Excerpt from: Lisey's Story by Stephen King

I. Lisey and Amanda
(Everything the Same)
1
To the public eye, the spouses of well-known writers are all but invisible, and no one knew it better than Lisey Landon. Her husband had won the Pulitzer and the National Book Award, but Lisey had given only one interview in her life. This was for the well-known women's magazine that publishes the column "Yes, I'm Married to Him!" She spent roughly half of its five-hundred-word length explaining that her nickname rhymed with "CeeCee." Most of the other half had to do with her recipe for slow-cooked roast beef. Lisey's sister Amanda said that the picture accompanying the interview made Lisey look fat.

None of Lisey's sisters was immune to the pleasures of setting the cat among the pigeons ("stirring up a stink" had been their father's phrase for it), or having a good natter about someone else's dirty laundry, but the only one Lisey had a hard time liking was this same Amanda. Eldest (and oddest) of the onetime Debusher girls of Lisbon Falls, Amanda currently lived alone, in a house which Lisey had provided, a small, weather-tight place not too far from Castle View where Lisey, Darla, and Cantata could keep an eye on her. Lisey had bought it for her seven years ago, five before Scott died. Died Young. Died Before His Time, as the saying was. Lisey still had trouble believing he'd been gone for two years. It seemed both longer and the blink of an eye.
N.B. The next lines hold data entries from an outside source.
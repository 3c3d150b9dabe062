//! VitalGuard bedside device agent.
//!
//! Wires the trust core together: datastore key, audit chain, clock sync,
//! certificate lifecycle, registration and telemetry delivery, then runs the
//! scheduled tasks until Ctrl-C.

mod simulator;

use anyhow::{bail, Context};
use rand::Rng;
use serde_json::json;
use std::path::PathBuf;
use std::sync::Arc;
use std::time::Duration;
use tokio::task::JoinHandle;
use tokio_util::sync::CancellationToken;
use tracing::{error, info, warn};
use vitalguard_core::{
    logging, AuditChain, AuditEventType, ClockSync, ClockSyncChannel, Classify, CorrectedClock,
    ErrorClass, NodeConfig, Notification, NotificationBus,
};
use vitalguard_crypto::{EnvSecret, KdfParams, KeyManager, SecretSource, Sealer, StaticSecret};
use vitalguard_identity::{
    CertificateManager, CertificateStore, CertificateType, ChannelIssuer, DeviceRegistration,
    HardwareInfo, IdentityStore, RegistrationChannel, RegistrationError, TrustAnchors,
};
use vitalguard_telemetry::{
    BatchQueue, Reading, SpillStore, TelemetryBatch, TelemetryChannel, TelemetryTransport,
};

use simulator::SimulatedCentral;

const SIMULATED_READING_INTERVAL: Duration = Duration::from_secs(5);
const SIMULATOR_SECRET: &[u8] = b"vitalguard-simulator-device-secret";

#[derive(Debug, Default, PartialEq, Eq)]
struct NodeArgs {
    config_path: Option<PathBuf>,
    simulate: bool,
}

/// Network collaborators of the trust core.
struct Channels {
    registration: Arc<dyn RegistrationChannel>,
    clock: Arc<dyn ClockSyncChannel>,
    telemetry: Arc<dyn TelemetryChannel>,
}

#[tokio::main]
async fn main() -> anyhow::Result<()> {
    let args: Vec<String> = std::env::args().collect();
    let args = parse_args(&args)?;
    let config = match &args.config_path {
        Some(path) => NodeConfig::from_file(path)?,
        None => NodeConfig::default(),
    };
    logging::init_with(&config.logging.level, config.logging.json);

    if !args.simulate {
        bail!("no central server channel is configured; run with --simulate to use the in-process simulator");
    }

    info!(
        version = env!("CARGO_PKG_VERSION"),
        serial_number = %config.device.serial_number,
        data_dir = %config.storage.data_dir.display(),
        simulate = args.simulate,
        "VitalGuard node starting"
    );

    let secret: Box<dyn SecretSource> = match std::env::var(&config.keys.secret_env) {
        Ok(value) if !value.is_empty() => Box::new(EnvSecret::new(&config.keys.secret_env)),
        _ => {
            warn!(var = %config.keys.secret_env, "Device secret not set, using simulator secret");
            Box::new(StaticSecret::new(SIMULATOR_SECRET.to_vec()))
        }
    };
    let keys = KeyManager::new(
        config.storage.salt_path(),
        KdfParams::from(&config.keys),
        secret,
    );

    let result = run(config, &keys).await;
    keys.shutdown();
    if let Err(e) = &result {
        error!(error = %format!("{:#}", e), "VitalGuard node stopped with error");
    }
    result
}

fn parse_args(args: &[String]) -> anyhow::Result<NodeArgs> {
    let mut parsed = NodeArgs::default();
    let mut args_iter = args.iter().skip(1);
    while let Some(arg) = args_iter.next() {
        match arg.as_str() {
            "--config" => match args_iter.next() {
                Some(path) => parsed.config_path = Some(PathBuf::from(path)),
                None => bail!("--config was provided without a path"),
            },
            "--simulate" => parsed.simulate = true,
            other => bail!("unrecognized argument: {}", other),
        }
    }
    Ok(parsed)
}

async fn run(config: NodeConfig, keys: &KeyManager) -> anyhow::Result<()> {
    let key = keys
        .get_or_create_key()
        .context("deriving the datastore key")?;
    let sealer = Sealer::new(key);
    let bus = NotificationBus::default();
    let clock = Arc::new(CorrectedClock::system());

    let audit = Arc::new(
        AuditChain::open(config.storage.audit_path(), clock.clone(), bus.clone())
            .context("opening the audit chain")?,
    );
    let health = audit.health()?;
    if !health.is_ok() {
        bail!("audit chain failed its continuity check ({:?}), refusing to start", health);
    }
    if keys.created_new_salt() {
        audit.append(
            AuditEventType::KeyCreated,
            &json!({ "salt_path": config.storage.salt_path().display().to_string() }),
        )?;
    }

    let central = Arc::new(SimulatedCentral::new(0, 365)?);
    let mut cert_config = config.certificates.clone();
    cert_config.trust_anchors.push(central.anchor_config());
    let channels = Channels {
        registration: central.clone(),
        clock: central.clone(),
        telemetry: central.clone(),
    };

    let retry = config.retry.policy();
    let clock_sync = Arc::new(ClockSync::new(
        channels.clock,
        clock.clone(),
        audit.clone(),
        bus.clone(),
        retry.clone(),
        config.clock.clone(),
    ));

    let cert_store = Arc::new(CertificateStore::open(
        config.storage.certificate_path(),
        sealer.clone(),
    )?);
    let identity = Arc::new(IdentityStore::open(
        config.storage.certificate_path(),
        sealer.clone(),
    )?);
    let certificates = Arc::new(CertificateManager::new(
        cert_store,
        TrustAnchors::from_config(&cert_config.trust_anchors)?,
        Arc::new(ChannelIssuer::new(channels.registration.clone(), identity.clone())),
        clock.clone(),
        audit.clone(),
        bus.clone(),
        retry.clone(),
        &cert_config,
    )?);
    let registration = Arc::new(DeviceRegistration::new(
        channels.registration,
        identity,
        certificates.clone(),
        clock.clone(),
        audit.clone(),
        bus.clone(),
        retry.clone(),
        HardwareInfo::from(&config.device),
        config.registration.timeout(),
    )?);

    let queue = Arc::new(BatchQueue::new(
        SpillStore::open(config.storage.spill_path(), sealer)?,
        config.telemetry.queue_capacity,
        config.telemetry.spill_capacity,
        config.telemetry.enqueue_mode,
    ));
    let transport = Arc::new(TelemetryTransport::new(
        queue,
        channels.telemetry,
        certificates.clone(),
        clock.clone(),
        audit.clone(),
        bus.clone(),
        retry.clone(),
        &config.telemetry,
    ));

    let root = CancellationToken::new();
    {
        let root = root.clone();
        tokio::spawn(async move {
            match tokio::signal::ctrl_c().await {
                Ok(()) => info!("Shutdown requested"),
                Err(e) => error!(error = %e, "Failed to listen for Ctrl-C, shutting down"),
            }
            root.cancel();
        });
    }

    let mut tasks: Vec<(&'static str, JoinHandle<()>)> = Vec::new();

    tasks.push(("notifications", {
        let mut rx = bus.subscribe();
        let token = root.child_token();
        tokio::spawn(async move {
            loop {
                let notification = tokio::select! {
                    _ = token.cancelled() => break,
                    received = rx.recv() => match received {
                        Ok(n) => n,
                        Err(tokio::sync::broadcast::error::RecvError::Lagged(skipped)) => {
                            warn!(skipped, "Operator notifications dropped");
                            continue;
                        }
                        Err(_) => break,
                    },
                };
                surface(&notification);
            }
        })
    }));

    // first sync before anything is timestamped against the server
    if let Err(e) = clock_sync.sync_until(&root).await {
        warn!(error = %e, "Initial clock sync failed, starting with local time");
    }

    tasks.push(("clock_sync", {
        let clock_sync = clock_sync.clone();
        let token = root.child_token();
        let interval = config.clock.sync_interval();
        tokio::spawn(async move {
            let cancelled = tokio::select! {
                _ = token.cancelled() => true,
                _ = tokio::time::sleep(interval) => false,
            };
            if !cancelled {
                clock_sync.run(token).await;
            }
        })
    }));

    tasks.push(("registration", {
        let registration = registration.clone();
        let certificates = certificates.clone();
        let token = root.child_token();
        let pause = retry.max_delay;
        tokio::spawn(async move {
            ensure_registered(&registration, &certificates, pause, &token).await;
        })
    }));

    tasks.push(("certificates", {
        let certificates = certificates.clone();
        let token = root.child_token();
        let interval = cert_config.check_interval();
        tokio::spawn(async move { certificates.run(interval, token).await })
    }));

    tasks.push(("telemetry", {
        let transport = transport.clone();
        let token = root.child_token();
        tokio::spawn(async move {
            if let Err(e) = transport.run(token).await {
                error!(error = %e, class = %e.class(), "Telemetry transport failed");
            }
        })
    }));

    tasks.push(("sensor_feed", {
        let transport = transport.clone();
        let registration = registration.clone();
        let clock = clock.clone();
        let token = root.child_token();
        tokio::spawn(async move {
            simulate_readings(&transport, &registration, &clock, &token).await;
        })
    }));

    info!(tasks = tasks.len(), "VitalGuard node running");
    root.cancelled().await;

    for (name, handle) in tasks {
        if let Err(e) = handle.await {
            error!(task = name, error = %e, "Task ended abnormally");
        }
    }

    info!(
        audit_entries = audit.len()?,
        delivered = central.delivered_count(),
        "VitalGuard node stopped"
    );
    Ok(())
}

/// Register when no ClientAuth certificate is in service, retrying until it
/// works, the server refuses for good, or shutdown.
async fn ensure_registered(
    registration: &DeviceRegistration,
    certificates: &CertificateManager,
    pause: Duration,
    cancel: &CancellationToken,
) {
    while certificates.active(CertificateType::ClientAuth).is_none() {
        match registration.register_device(false, cancel).await {
            Ok(identity) => {
                info!(device_id = %identity.device_id, "Device registered");
                return;
            }
            Err(RegistrationError::Cancelled) => return,
            Err(e) if matches!(e.class(), ErrorClass::Validation | ErrorClass::Fatal) => {
                error!(error = %e, class = %e.class(), "Registration cannot proceed");
                return;
            }
            Err(e) => warn!(error = %e, "Registration failed, will retry"),
        }

        tokio::select! {
            _ = cancel.cancelled() => return,
            _ = tokio::time::sleep(pause) => {}
        }
    }
}

/// Stand-in sensor source for simulation.
async fn simulate_readings(
    transport: &TelemetryTransport,
    registration: &DeviceRegistration,
    clock: &CorrectedClock,
    cancel: &CancellationToken,
) {
    let mut ticker = tokio::time::interval(SIMULATED_READING_INTERVAL);
    loop {
        tokio::select! {
            _ = cancel.cancelled() => break,
            _ = ticker.tick() => {}
        }

        let device_id = match registration.device_identity() {
            Ok(Some(identity)) => identity.device_id,
            Ok(None) => continue,
            Err(e) => {
                warn!(error = %e, "Cannot read device identity");
                continue;
            }
        };

        let now = clock.now();
        let readings = {
            let mut rng = rand::thread_rng();
            vec![
                Reading::new("heart_rate", now, json!({ "bpm": rng.gen_range(58..96) })),
                Reading::new("spo2", now, json!({ "percent": rng.gen_range(94..100) })),
                Reading::new(
                    "nibp",
                    now,
                    json!({ "systolic": rng.gen_range(105..135), "diastolic": rng.gen_range(65..88) }),
                ),
            ]
        };
        let batch = match TelemetryBatch::new(device_id, readings, now) {
            Ok(batch) => batch,
            Err(e) => {
                warn!(error = %e, "Could not build telemetry batch");
                continue;
            }
        };

        tokio::select! {
            _ = cancel.cancelled() => break,
            result = transport.enqueue(batch) => {
                if let Err(e) = result {
                    warn!(error = %e, "Telemetry batch not queued");
                }
            }
        }
    }
}

/// Operator-facing output. A real deployment forwards these to its console.
fn surface(notification: &Notification) {
    if notification.is_high_priority() {
        error!(notification = ?notification, "OPERATOR ALERT");
    } else {
        info!(notification = ?notification, "Operator notice");
    }
}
When Lisey finally got around to making a start at cleaning out his office suite, a long and beautifully lit series of rooms that had once been no more than the loft above a country barn, Amanda had shown up on the third day, after Lisey had finished her inventory of all the foreign editions (there were hundreds) but before she could do more than start listing the furniture, with little stars next to the pieces she thought she ought to keep. She waited for Amanda to ask her why she wasn't moving faster, for heaven's sake, but Amanda asked no questions. While Lisey moved from the furniture question to a listless (and day-long) consideration of the cardboard boxes of correspondence stacked in the main closet, Amanda's focus seemed to remain on the impressive stacks and piles of memorabilia which ran the length of the study's south wall. She worked her way back and forth along this snakelike accretion, saying little or nothing but jotting frequently in a little notebook she kept near to hand.

What Lisey didn't say was What are you looking for Or What are you writing down As Scott had pointed out on more than one occasion, Lisey had what was surely among the rarest of human talents: she was a business-minder who did not mind too much if you didn't mind yours. As long as you weren't making explosives to throw at someone, that was, and in Amanda's case, explosives were always a possibility. She was the sort of woman who couldn't help prying, the sort of woman who would open her mouth sooner or later.

Her husband had headed south from Rumford, where they had been living ("like a couple of wolverines caught in a drainpipe," Scott said after an afternoon visit he vowed never to repeat) in 1985. Her one child, named Intermezzo and called Metzie for short, had gone north to Canada (with a long-haul trucker for a beau) in 1989. "One flew north, one flew south, one couldn't shut her everlasting mouth." That had been their father's rhyme when they were kids, and the one of Dandy Dave Debusher's girls who could never shut her everlasting mouth was surely Manda, dumped first by her husband and then by her own daughter.